--- TASK DESCRIPTION ---
Please tally how many lines in the entries below include the word "DeleteConnector", giving only the number.

- - - - - - -

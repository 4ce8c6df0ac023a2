use serde::{Deserialize, Serialize};
use serde_json::Value;
use std::collections::BTreeMap;
use std::fmt;
use std::str::FromStr;
use std::time::Duration;

const READ_TIMEOUT: Duration = Duration::from_secs(10);
const WRITE_TIMEOUT: Duration = Duration::from_secs(30);

const DEFAULT_CONSUMER_GROUP: &str = "mcp-consumer";
const DEFAULT_MAX_MESSAGES: u32 = 10;

/// Logical operation, independent of the backend serving it
#[derive(Debug, Clone, Copy, PartialEq, Eq, Hash, PartialOrd, Ord, Serialize, Deserialize)]
#[serde(rename_all = "snake_case")]
pub enum OperationKind {
    ListTopics,
    DescribeTopic,
    TopicExists,
    GetTopicPartitions,
    CreateTopic,
    DeleteTopic,
    UpdateTopicConfig,
    ProduceMessage,
    ConsumeMessages,
    GetTopicOffsets,
    GetBrokerInfo,
    GetClusterMetadata,
    TestConnection,
    ListConnectors,
    GetConnector,
    GetConnectorStatus,
    GetConnectorConfig,
    GetConnectorTasks,
    CreateConnector,
    UpdateConnectorConfig,
    DeleteConnector,
    PauseConnector,
    ResumeConnector,
    RestartConnector,
    GetConnectorActiveTopics,
    ListConnectorPlugins,
    ValidateConnectorConfig,
    GetConnectServerInfo,
}

impl OperationKind {
    pub const ALL: [OperationKind; 28] = [
        OperationKind::ListTopics,
        OperationKind::DescribeTopic,
        OperationKind::TopicExists,
        OperationKind::GetTopicPartitions,
        OperationKind::CreateTopic,
        OperationKind::DeleteTopic,
        OperationKind::UpdateTopicConfig,
        OperationKind::ProduceMessage,
        OperationKind::ConsumeMessages,
        OperationKind::GetTopicOffsets,
        OperationKind::GetBrokerInfo,
        OperationKind::GetClusterMetadata,
        OperationKind::TestConnection,
        OperationKind::ListConnectors,
        OperationKind::GetConnector,
        OperationKind::GetConnectorStatus,
        OperationKind::GetConnectorConfig,
        OperationKind::GetConnectorTasks,
        OperationKind::CreateConnector,
        OperationKind::UpdateConnectorConfig,
        OperationKind::DeleteConnector,
        OperationKind::PauseConnector,
        OperationKind::ResumeConnector,
        OperationKind::RestartConnector,
        OperationKind::GetConnectorActiveTopics,
        OperationKind::ListConnectorPlugins,
        OperationKind::ValidateConnectorConfig,
        OperationKind::GetConnectServerInfo,
    ];

    pub fn as_str(&self) -> &'static str {
        match self {
            OperationKind::ListTopics => "list_topics",
            OperationKind::DescribeTopic => "describe_topic",
            OperationKind::TopicExists => "topic_exists",
            OperationKind::GetTopicPartitions => "get_topic_partitions",
            OperationKind::CreateTopic => "create_topic",
            OperationKind::DeleteTopic => "delete_topic",
            OperationKind::UpdateTopicConfig => "update_topic_config",
            OperationKind::ProduceMessage => "produce_message",
            OperationKind::ConsumeMessages => "consume_messages",
            OperationKind::GetTopicOffsets => "get_topic_offsets",
            OperationKind::GetBrokerInfo => "get_broker_info",
            OperationKind::GetClusterMetadata => "get_cluster_metadata",
            OperationKind::TestConnection => "test_connection",
            OperationKind::ListConnectors => "list_connectors",
            OperationKind::GetConnector => "get_connector",
            OperationKind::GetConnectorStatus => "get_connector_status",
            OperationKind::GetConnectorConfig => "get_connector_config",
            OperationKind::GetConnectorTasks => "get_connector_tasks",
            OperationKind::CreateConnector => "create_connector",
            OperationKind::UpdateConnectorConfig => "update_connector_config",
            OperationKind::DeleteConnector => "delete_connector",
            OperationKind::PauseConnector => "pause_connector",
            OperationKind::ResumeConnector => "resume_connector",
            OperationKind::RestartConnector => "restart_connector",
            OperationKind::ListConnectorPlugins => "list_connector_plugins",
            OperationKind::GetConnectorActiveTopics => "get_connector_active_topics",
            OperationKind::ValidateConnectorConfig => "validate_connector_config",
            OperationKind::GetConnectServerInfo => "get_connect_server_info",
        }
    }

    /// Whether a sent call may change cluster state.
    ///
    /// An ambiguous failure of such a call is never retried on another backend.
    pub fn has_side_effects(&self) -> bool {
        matches!(
            self,
            OperationKind::CreateTopic
                | OperationKind::DeleteTopic
                | OperationKind::UpdateTopicConfig
                | OperationKind::ProduceMessage
                | OperationKind::ConsumeMessages
                | OperationKind::CreateConnector
                | OperationKind::UpdateConnectorConfig
                | OperationKind::DeleteConnector
                | OperationKind::RestartConnector
        )
    }

    pub fn default_timeout(&self) -> Duration {
        match self {
            OperationKind::ProduceMessage | OperationKind::ConsumeMessages => WRITE_TIMEOUT,
            kind if kind.has_side_effects() => WRITE_TIMEOUT,
            _ => READ_TIMEOUT,
        }
    }
}

impl fmt::Display for OperationKind {
    fn fmt(&self, f: &mut fmt::Formatter<'_>) -> fmt::Result {
        f.write_str(self.as_str())
    }
}

impl FromStr for OperationKind {
    type Err = String;

    fn from_str(s: &str) -> Result<Self, Self::Err> {
        OperationKind::ALL
            .iter()
            .find(|kind| kind.as_str() == s)
            .copied()
            .ok_or_else(|| format!("unknown operation: {}", s))
    }
}

fn default_one() -> u32 {
    1
}

fn default_replication() -> u16 {
    1
}

fn default_consumer_group() -> String {
    DEFAULT_CONSUMER_GROUP.to_string()
}

fn default_max_messages() -> u32 {
    DEFAULT_MAX_MESSAGES
}

/// A logical operation together with its parameters.
///
/// Deserializes from `{"tool": "<name>", "arguments": {...}}`. Unknown
/// arguments (such as an advisory `method` hint) are ignored.
#[derive(Debug, Clone, PartialEq, Serialize, Deserialize)]
#[serde(tag = "tool", content = "arguments", rename_all = "snake_case")]
pub enum OperationRequest {
    ListTopics {},
    DescribeTopic {
        name: String,
    },
    TopicExists {
        name: String,
    },
    GetTopicPartitions {
        name: String,
    },
    CreateTopic {
        name: String,
        #[serde(default = "default_one")]
        partitions: u32,
        #[serde(default = "default_replication")]
        replication_factor: u16,
        #[serde(default)]
        config: BTreeMap<String, Value>,
    },
    DeleteTopic {
        name: String,
    },
    UpdateTopicConfig {
        name: String,
        config: BTreeMap<String, Value>,
    },
    ProduceMessage {
        topic: String,
        value: Value,
        #[serde(default)]
        key: Option<String>,
        #[serde(default)]
        partition: Option<i32>,
        #[serde(default)]
        headers: BTreeMap<String, String>,
    },
    ConsumeMessages {
        topic: String,
        #[serde(default = "default_consumer_group")]
        consumer_group: String,
        #[serde(default = "default_max_messages")]
        max_messages: u32,
    },
    GetTopicOffsets {
        topic: String,
        partition: u32,
    },
    GetBrokerInfo {},
    GetClusterMetadata {},
    TestConnection {},
    ListConnectors {},
    GetConnector {
        name: String,
    },
    GetConnectorStatus {
        name: String,
    },
    GetConnectorConfig {
        name: String,
    },
    GetConnectorTasks {
        name: String,
    },
    CreateConnector {
        name: String,
        config: BTreeMap<String, Value>,
    },
    UpdateConnectorConfig {
        name: String,
        config: BTreeMap<String, Value>,
    },
    DeleteConnector {
        name: String,
    },
    PauseConnector {
        name: String,
    },
    ResumeConnector {
        name: String,
    },
    RestartConnector {
        name: String,
    },
    GetConnectorActiveTopics {
        name: String,
    },
    ListConnectorPlugins {},
    ValidateConnectorConfig {
        plugin: String,
        config: BTreeMap<String, Value>,
    },
    GetConnectServerInfo {},
}

impl OperationRequest {
    /// Build a request from a tool name and its JSON arguments.
    pub fn from_tool(tool: &str, arguments: Value) -> Result<Self, serde_json::Error> {
        let arguments = match arguments {
            Value::Null => Value::Object(Default::default()),
            other => other,
        };
        serde_json::from_value(serde_json::json!({
            "tool": tool,
            "arguments": arguments,
        }))
    }

    pub fn kind(&self) -> OperationKind {
        match self {
            OperationRequest::ListTopics {} => OperationKind::ListTopics,
            OperationRequest::DescribeTopic { .. } => OperationKind::DescribeTopic,
            OperationRequest::TopicExists { .. } => OperationKind::TopicExists,
            OperationRequest::GetTopicPartitions { .. } => OperationKind::GetTopicPartitions,
            OperationRequest::CreateTopic { .. } => OperationKind::CreateTopic,
            OperationRequest::DeleteTopic { .. } => OperationKind::DeleteTopic,
            OperationRequest::UpdateTopicConfig { .. } => OperationKind::UpdateTopicConfig,
            OperationRequest::ProduceMessage { .. } => OperationKind::ProduceMessage,
            OperationRequest::ConsumeMessages { .. } => OperationKind::ConsumeMessages,
            OperationRequest::GetTopicOffsets { .. } => OperationKind::GetTopicOffsets,
            OperationRequest::GetBrokerInfo {} => OperationKind::GetBrokerInfo,
            OperationRequest::GetClusterMetadata {} => OperationKind::GetClusterMetadata,
            OperationRequest::TestConnection {} => OperationKind::TestConnection,
            OperationRequest::ListConnectors {} => OperationKind::ListConnectors,
            OperationRequest::GetConnector { .. } => OperationKind::GetConnector,
            OperationRequest::GetConnectorStatus { .. } => OperationKind::GetConnectorStatus,
            OperationRequest::GetConnectorConfig { .. } => OperationKind::GetConnectorConfig,
            OperationRequest::GetConnectorTasks { .. } => OperationKind::GetConnectorTasks,
            OperationRequest::CreateConnector { .. } => OperationKind::CreateConnector,
            OperationRequest::UpdateConnectorConfig { .. } => OperationKind::UpdateConnectorConfig,
            OperationRequest::DeleteConnector { .. } => OperationKind::DeleteConnector,
            OperationRequest::PauseConnector { .. } => OperationKind::PauseConnector,
            OperationRequest::ResumeConnector { .. } => OperationKind::ResumeConnector,
            OperationRequest::RestartConnector { .. } => OperationKind::RestartConnector,
            OperationRequest::GetConnectorActiveTopics { .. } => {
                OperationKind::GetConnectorActiveTopics
            }
            OperationRequest::ListConnectorPlugins {} => OperationKind::ListConnectorPlugins,
            OperationRequest::ValidateConnectorConfig { .. } => {
                OperationKind::ValidateConnectorConfig
            }
            OperationRequest::GetConnectServerInfo {} => OperationKind::GetConnectServerInfo,
        }
    }
}
use std::sync::Arc;

use tokio::sync::Mutex;

use crate::{config::SpotifySettings, error, info, spotify, types::PkceToken};

pub async fn auth(shared_state: Arc<Mutex<Option<PkceToken>>>) {
    let settings = match SpotifySettings::from_env() {
        Ok(settings) => settings,
        Err(e) => error!("{}", e),
    };

    info!(
        "Waiting for the Spotify callback on http://{}/callback",
        settings.server_addr
    );
    spotify::auth::auth(shared_state, settings).await;
}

- - - - - - -

--- SOLUTION TO THE PROBLEM ---
6